Brief: Return the lines of the data below in which the string "different" occurs.

(Dataset entries)
#[tokio::test]
async fn test_forced_reset_replaces_stale_screenings_and_refreshes_fields() {
    let (_dir, store) = test_store();
    let tomorrow = date_offset(1);

    let mut first_pages = HashMap::new();
    first_pages.insert(
        listing_url(&tomorrow),
        listing_html(&[("Ida", "https://example.com/film2", &["18:00"][..])]),
    );
    first_pages.insert(
        "https://example.com/film2".to_string(),
        detail_html("Paweł Pawlikowski", "dramat", 80, "Opis."),
    );

    let mut scraper = Scraper::new(FakeSession::new(first_pages), store.clone(), &test_config());
    scraper.scrape(1, false).await.unwrap();

    // a screening from an earlier crawl on a different date must survive the
    // forced reset of `tomorrow`
    let movie_id = store.find_recent_movie("Ida").unwrap().unwrap();
    let other_date = format!("{} 10:00", date_offset(2));
    store
        .add_screenings(&[Screening {
            movie_id,
            date: other_date.clone(),
        }])
        .unwrap();

    // the site now shows a different showtime and corrected metadata
    let mut second_pages = HashMap::new();
    second_pages.insert(
        listing_url(&tomorrow),
        listing_html(&[("Ida", "https://example.com/film2", &["16:00"][..])]),
    );
    second_pages.insert(
        "https://example.com/film2".to_string(),
        detail_html("Paweł Pawlikowski", "dramat psychologiczny", 82, "Opis."),
    );

    let mut scraper = Scraper::new(FakeSession::new(second_pages), store.clone(), &test_config());
    scraper.scrape(1, true).await.unwrap();

    let movies = all_movies(&store);
    assert_eq!(movies.len(), 1);
    let dates: Vec<_> = movies[0].screening_dates().collect();
    assert!(dates.contains(&format!("{} 16:00", tomorrow).as_str()));
    assert!(dates.contains(&other_date.as_str()));
    assert!(!dates.contains(&format!("{} 18:00", tomorrow).as_str()));
    assert_eq!(movies[0].genre.as_deref(), Some("dramat psychologiczny"));
    assert_eq!(movies[0].duration, Some(82));
}

#[tokio::test]
async fn test_empty_listing_still_marks_date() {
    let (_dir, store) = test_store();
    let tomorrow = date_offset(1);

    // a fully rendered page whose programme container holds no movie blocks
    let mut pages = HashMap::new();
    pages.insert(listing_url(&tomorrow), listing_html(&[]));

    let mut scraper = Scraper::new(FakeSession::new(pages), store.clone(), &test_config());
    scraper.scrape(1, false).await.unwrap();

    assert!(store.is_date_scraped(&tomorrow).unwrap());
    assert!(all_movies(&store).is_empty());
}

#[tokio::test]
async fn test_half_loaded_listing_leaves_date_unmarked() {
    let (_dir, store) = test_store();
    let tomorrow = date_offset(1);

    // navigation succeeds but the programme container never renders: the
    // wait times out and no scraped marker may be written
    let mut pages = HashMap::new();
    pages.insert(
        listing_url(&tomorrow),
        "<html><body>loading...</body></html>".to_string(),
    );

    let mut scraper = Scraper::new(FakeSession::new(pages), store.clone(), &test_config());
    scraper.scrape(1, false).await.unwrap();

    assert!(!store.is_date_scraped(&tomorrow).unwrap());
    assert!(all_movies(&store).is_empty());

    // the next invocation retries the date and ingests the now-loaded page
    let mut pages = HashMap::new();
    pages.insert(
        listing_url(&tomorrow),
        listing_html(&[("Ida", "https://example.com/film2", &["18:00"][..])]),
    );
    pages.insert(
        "https://example.com/film2".to_string(),
        detail_html("Paweł Pawlikowski", "dramat", 82, "Opis."),
    );

    let mut scraper = Scraper::new(FakeSession::new(pages), store.clone(), &test_config());
    scraper.scrape(1, false).await.unwrap();

    assert!(store.is_date_scraped(&tomorrow).unwrap());
    assert_eq!(all_movies(&store).len(), 1);
}

#[tokio::test]
async fn test_failing_date_does_not_abort_the_run() {
    let (_dir, store) = test_store();
    let tomorrow = date_offset(1);
    let day_after = date_offset(2);

    // no page for tomorrow at all: navigation fails, date stays unscraped
    let mut pages = HashMap::new();
    pages.insert(
        listing_url(&day_after),
        listing_html(&[("Body", "https://example.com/film3", &["19:00"][..])]),
    );
    pages.insert(
        "https://example.com/film3".to_string(),
        detail_html("Małgorzata Szumowska", "dramat", 90, "Opis."),
    );

    let mut scraper = Scraper::new(FakeSession::new(pages), store.clone(), &test_config());
    scraper.scrape(2, false).await.unwrap();

    assert!(!store.is_date_scraped(&tomorrow).unwrap());
    assert!(store.is_date_scraped(&day_after).unwrap());
    assert_eq!(all_movies(&store).len(), 1);
}

#[tokio::test]
async fn test_pending_embeddings_converge_around_failures() {
    let (_dir, store) = test_store();
    for (title, description) in [
        ("One", "pierwszy opis"),
        ("Two", "zepsuty opis"),
        ("Three", "trzeci opis"),
    ] {
        let movie = kinoplan::models::Movie {
            title: title.to_string(),
            duration: Some(90),
            director: Some(format!("dir {}", title)),
            genre: None,
            production: None,
            description: Some(description.to_string()),
            href: format!("https://example.com/{}", title),
        };
        store.upsert_movie(&movie).unwrap();
    }

    let mut model = MockModel::new();
    model
        .expect_chat()
        .returning(|_, text| Ok(format!("translated {}", text)));
    model.expect_embed().returning(|text| {
        if text.contains("zepsuty") {
            Err(AppError::ExternalModel("model overloaded".to_string()))
        } else {
            Ok(unit_vec(0, 1.0))
        }
    });

    let pipeline = EmbeddingPipeline::new(Arc::new(model), store.clone(), 2);
    let stored = pipeline.process_pending().await.unwrap();
    assert_eq!(stored, 2);

    let pending = store.movies_without_embedding().unwrap();
    assert_eq!(pending.len(), 1);
    assert_eq!(pending[0].description, "zepsuty opis");

    // next invocation re-evaluates the pending set; with the model healthy
    // again the stragglers converge
    let mut model = MockModel::new();
    model
        .expect_chat()
        .returning(|_, text| Ok(format!("translated {}", text)));
    model.expect_embed().returning(|_| Ok(unit_vec(1, 1.0)));
    let pipeline = EmbeddingPipeline::new(Arc::new(model), store.clone(), 2);
    assert_eq!(pipeline.process_pending().await.unwrap(), 1);
    assert!(store.movies_without_embedding().unwrap().is_empty());
}

#[tokio::test]
async fn test_stored_vectors_are_normalized_before_ranking() {
    let (_dir, store) = test_store();
    for (title, description) in [("Aligned", "aligned text"), ("Orthogonal", "other text")] {
        let movie = kinoplan::models::Movie {
            title: title.to_string(),
            duration: None,
            director: Some(title.to_string()),
            genre: None,
            production: None,
            description: Some(description.to_string()),
            href: format!("https://example.com/{}", title),
        };
        store.upsert_movie(&movie).unwrap();
    }

    // "Aligned" comes back from the model with a huge magnitude along axis 0;
    // without normalization its distance to the axis-0 query would be ~9 and
    // "Orthogonal" (~1.41) would win
    let mut model = MockModel::new();
    model
        .expect_chat()
        .returning(|_, text| Ok(text.to_string()));
    model.expect_embed().returning(|text| {
        if text.contains("aligned") {
            Ok(unit_vec(0, 10.0))
        } else if text.contains("other") {
            Ok(unit_vec(1, 1.0))
        } else {
            // the recommendation query
            Ok(unit_vec(0, 1.0))
        }
    });
    let model = Arc::new(model);

    let pipeline = EmbeddingPipeline::new(model.clone(), store.clone(), 2);
    assert_eq!(pipeline.process_pending().await.unwrap(), 2);

    let results = recommendations::find_similar(model, &store, "something aligned-ish", 2)
        .await
        .unwrap();
    assert_eq!(results.len(), 2);
    assert_eq!(results[0].title, "Aligned");
    assert_eq!(results[1].title, "Orthogonal");
}

#[tokio::test]
async fn test_recommend_bounds_and_empty_corpus() {
    let (_dir, store) = test_store();

    let mut model = MockModel::new();
    model.expect_embed().returning(|_| Ok(unit_vec(0, 1.0)));
    let model = Arc::new(model);

    let results = recommendations::find_similar(model.clone(), &store, "anything", 3)
        .await
        .unwrap();
    assert!(results.is_empty());

    let err = recommendations::find_similar(model.clone(), &store, "   ", 3)
        .await
        .unwrap_err();
    assert!(matches!(err, AppError::InvalidInput(_)));

    let err = recommendations::find_similar(model, &store, "anything", 0)
        .await
        .unwrap_err();
    assert!(matches!(err, AppError::InvalidInput(_)));
}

Written answer:
    // a screening from an earlier crawl on a different date must survive the
    // the site now shows a different showtime and corrected metadata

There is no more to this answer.